Dispatches from the Mushroom Kingdom by Noel Pabillo Mariano / Hyacinth Girl Press / 31 pages / $6.00
Questions of the spoken/external and unspoken/internal sort are at the heart of Dispatches from the Mushroom Kingdom. The chapbook takes elements from video games, especially in regard to structuring, in order to explore loss, memory, the possibility of reconciliation as well as the desire to go back and make changes, even with the knowledge that doing so is impossible. Despite how short it is, Mariano’s poems unravel in layers that don’t entirely come off or sink in after the first read-through, especially since the importance of some elements may not be immediately apparent. There is an understated complexity to them as their strength lies not only in how well they roll off the tongue, but also in how vital each is to the others. Together, the poems form a collective body that pulsates and murmurs to the reader and to itself in a search for self-comfort and internal peace.
Mariano’s poems expand the archetypes found in video games in a way that changed my own perception of and relationship with the genre. The chapbook’s title is only a preview of the contents within as Mariano offers a different take on the familiar journey trope, suggesting a parallel between the real and the imaginary world and stressing the applicability of the word ‘game’ to both. “Character Building Reset” was a strong example of this; the poem’s title lures its reader in and breaks down any preconceptions they may have had immediately after reading the title. Each line pulled me further away from everything I associated with the act of building and resetting, leading me towards a sobering echo of longing at the end. “Character Select” was a favourite of mine in this regard; Mariano took the familiar act of choosing a ‘character type,’ a staple at the beginning of many RPG games, and grounded it in the everyday, ‘grown-up’ world that often claims to want nothing to do with the world of childish roleplaying. As a result, the sidekick is ‘upgraded,’ becoming:
[l]ost and inaccessible,
not enough credit
to get himself out of the house[.]
The poems in Dispatches from the Mushroom Kingdom are skins one can slip in and out of, inevitably surrendering the self in the process. Once the reader has left their preconceptions like boots outside the doorstep, Mariano engages their reader in a dialogue about the self and the struggle of losing a sibling.
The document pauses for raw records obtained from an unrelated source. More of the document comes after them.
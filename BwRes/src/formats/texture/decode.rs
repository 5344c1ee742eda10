//! SPDX-FileCopyrightText: 2025 CyberDeco
//!
//! SPDX-License-Identifier: MIT
//!
//! GX texture decoding to RGBA8
//!
//! All three encodings are tiled. Tiles run left to right, top to bottom, and
//! texels of partial edge tiles outside the image are dropped.

use byteorder::{BigEndian, ByteOrder};

use super::header::{PixelFormat, TILE_BYTES};
use crate::error::{Error, Result};

/// Expand an RGB565 color; channels are scaled by multiplication, not bit
/// replication, so white decodes to `(248, 252, 248)`.
#[must_use]
pub fn decode_rgb565(value: u16) -> [u8; 4] {
    let r = ((value >> 11) & 0x1F) as u8 * 8;
    let g = ((value >> 5) & 0x3F) as u8 * 4;
    let b = (value & 0x1F) as u8 * 8;
    [r, g, b, 255]
}

/// Expand an RGB5A3 color.
///
/// With the top bit set the value is opaque RGB555. Otherwise it is RGB444
/// with a 3-bit alpha taken from bits 10..13 and scaled by 0x20, so `0x0FFF`
/// decodes to alpha `0x60`.
#[must_use]
pub fn decode_rgb5a3(value: u16) -> [u8; 4] {
    if value & 0x8000 != 0 {
        let r = ((value >> 10) & 0x1F) as u8 * 8;
        let g = ((value >> 5) & 0x1F) as u8 * 8;
        let b = (value & 0x1F) as u8 * 8;
        [r, g, b, 255]
    } else {
        let a = ((value >> 10) & 0x7) as u8 * 0x20;
        let r = ((value >> 8) & 0xF) as u8 * 0x11;
        let g = ((value >> 4) & 0xF) as u8 * 0x11;
        let b = (value & 0xF) as u8 * 0x11;
        [r, g, b, a]
    }
}

/// Decode level 0 of `data` into a `width * height * 4` RGBA buffer.
///
/// `palette` is required for [`PixelFormat::P8`] and ignored otherwise.
///
/// # Errors
/// Returns [`Error::MalformedTexture`] if `data` is shorter than the level
/// needs or a palette is missing.
pub fn decode_pixels(
    format: PixelFormat,
    data: &[u8],
    palette: Option<&[[u8; 4]; 256]>,
    width: usize,
    height: usize,
) -> Result<Vec<u8>> {
    let needed = format
        .level_size(width, height)
        .ok_or_else(|| Error::texture(format!("{width}x{height} is too large")))?;
    if data.len() < needed {
        return Err(Error::texture(format!(
            "{format} {width}x{height} needs {needed} bytes of pixel data, found {}",
            data.len()
        )));
    }

    let mut image = Image::new(width, height);
    let (tile_w, tile_h) = format.tile_size();
    let tiles_x = width.div_ceil(tile_w);

    for (index, tile) in data[..needed].chunks_exact(TILE_BYTES).enumerate() {
        let origin_x = (index % tiles_x) * tile_w;
        let origin_y = (index / tiles_x) * tile_h;

        match format {
            PixelFormat::Dxt1 => decode_dxt1_tile(&mut image, tile, origin_x, origin_y),
            PixelFormat::Ia8 => {
                for (i, texel) in tile.chunks_exact(2).enumerate() {
                    let [alpha, intensity] = [texel[0], texel[1]];
                    image.put(origin_x + i % 4, origin_y + i / 4, [intensity, intensity, intensity, alpha]);
                }
            }
            PixelFormat::P8 => {
                let palette = palette.ok_or_else(|| Error::texture("P8 texture without a palette"))?;
                for (i, &entry) in tile.iter().enumerate() {
                    image.put(origin_x + i % 8, origin_y + i / 8, palette[usize::from(entry)]);
                }
            }
        }
    }

    Ok(image.rgba)
}

/// One 8x8 tile: four 4x4 DXT1 blocks in Z order.
fn decode_dxt1_tile(image: &mut Image, tile: &[u8], origin_x: usize, origin_y: usize) {
    for (sub, block) in tile.chunks_exact(8).enumerate() {
        let block_x = origin_x + (sub % 2) * 4;
        let block_y = origin_y + (sub / 2) * 4;
        let colors = dxt1_palette(BigEndian::read_u16(&block[0..2]), BigEndian::read_u16(&block[2..4]));
        let mask = BigEndian::read_u32(&block[4..8]);

        for i in 0..16 {
            let selector = (mask >> ((15 - i) * 2)) & 0b11;
            image.put(block_x + i % 4, block_y + i / 4, colors[selector as usize]);
        }
    }
}

/// The four block colors. Blends use truncating integer division.
#[must_use]
pub fn dxt1_palette(raw0: u16, raw1: u16) -> [[u8; 4]; 4] {
    let c0 = decode_rgb565(raw0);
    let c1 = decode_rgb565(raw1);
    let blend = |wa: u16, wb: u16, div: u16| -> [u8; 4] {
        let mut out = [0, 0, 0, 255];
        for ch in 0..3 {
            out[ch] = ((wa * u16::from(c0[ch]) + wb * u16::from(c1[ch])) / div) as u8;
        }
        out
    };

    if raw0 > raw1 {
        [c0, c1, blend(2, 1, 3), blend(1, 2, 3)]
    } else {
        [c0, c1, blend(1, 1, 2), [0, 0, 0, 0]]
    }
}

/// Decode a big-endian RGB5A3 palette.
pub fn decode_palette(data: &[u8]) -> Result<[[u8; 4]; 256]> {
    if data.len() < 512 {
        return Err(Error::texture(format!("palette is {} bytes, expected 512", data.len())));
    }
    let mut palette = [[0u8; 4]; 256];
    for (entry, raw) in palette.iter_mut().zip(data.chunks_exact(2)) {
        *entry = decode_rgb5a3(BigEndian::read_u16(raw));
    }
    Ok(palette)
}

/// Row-major RGBA8 target that ignores writes outside the image.
struct Image {
    width: usize,
    height: usize,
    rgba: Vec<u8>,
}

impl Image {
    fn new(width: usize, height: usize) -> Self {
        Self {
            width,
            height,
            rgba: vec![0; width * height * 4],
        }
    }

    fn put(&mut self, x: usize, y: usize, pixel: [u8; 4]) {
        if x < self.width && y < self.height {
            let offset = (y * self.width + x) * 4;
            self.rgba[offset..offset + 4].copy_from_slice(&pixel);
        }
    }
}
Mariano weaves archetypes and details from video games into reality, suggesting the two are not so far removed for each other. At the same time, Mariano warns of a boundary between the two and questions the definition of distraction and detachment. The reader is made aware of the difference between being present as opposed to being in the present, much like the speaker who mistakes city lights for stars in “Dispatch #1: Hero’s Journey”:
how I trick myself this way.
Dispatches from the Mushroom Kingdom is a progression through a landscape of memory that is like a search for a checkpoint, a reset button that we occasionally wish for. In this case, the speaker of Mariano’s poems ruminates over memories of their brother, his past and present self that is never quite present, telling the reader:
After the war, my brother [was] unable
to find himself [and] re-imagine[d] himself.
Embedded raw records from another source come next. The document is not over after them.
use std::path::Path;

use anyhow::Context;
use bwres::prelude::*;

pub fn execute(source: &Path, name: &str, json: bool, output: Option<&Path>) -> anyhow::Result<()> {
    let archive = open_archive_file(source)?;
    let model = archive
        .decode_model(name)
        .with_context(|| format!("Failed to decode model {name}"))?;
    let info = inspect_model(&model)?;

    if let Some(path) = output {
        std::fs::write(path, serde_json::to_string_pretty(&info)?)
            .with_context(|| format!("Failed to write {}", path.display()))?;
        println!("✓ Wrote {}", path.display());
        return Ok(());
    }

    if json {
        println!("{}", serde_json::to_string_pretty(&info)?);
        return Ok(());
    }

    println!(
        "{} ({} v{}.{}): {} nodes, {} links",
        info.name, info.generation, info.format_version.0, info.format_version.1, info.node_count, info.link_count
    );
    if !info.textures.is_empty() {
        println!("Textures: {}", info.textures.join(", "));
    }
    for node in &info.nodes {
        let parent = node.parent.map_or_else(|| "-".to_string(), |p| p.to_string());
        let triangles: usize = node.batches.iter().map(|b| b.triangles).sum();
        println!(
            "  [{:>3}] {:<24} parent {:>3}  {:>5} verts  {:>5} tris{}",
            node.index,
            node.name,
            parent,
            node.vertices,
            triangles,
            if node.renderable { "" } else { "  (hidden)" }
        );
    }
    Ok(())
}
(“The Hero’s Return”, p. 13)
The poem “Save Point” was especially startling for this very reason, both because of its placement as the second-to-last poem in the collection and the title’s significance, but also in the way it speaks to being out of place and too late. The structure of the chapbook, especially the two ‘players’ in ‘Disc One,’ offer a conversation that occurs outside of space and time in which time loses its linear nature and an internal dialogue ensues, in which the internal state of the speaker is presented as if it is two separate people. Mariano’s poems raise questions without explicitly asking them, and for the reader who is keen on seeking out a definitive answer in a quest-like approach to reading, it is “Code” that delivers the difficult verdict, both to the reader and to the speaker:
[No matter how far I run from you the world is
round and I’ll always find my way back no matter what direction I
[which means I can never really go back since I’ll never leave at all]
Mariano’s collection is somber, yet it isn’t exactly ‘dark’ either. Instead, Mariano creates an alternative with Dispatches from the Mushroom Kingdom by showing that distance can be a necessary and vital part in releasing pent-up feelings and memories. Their chapbook carves out a space that is as much for the reader as it is for the speaker, at times blurring the line between the two, to remind the reader that what ifs are part of reconciling not just with one’s memories but also with oneself.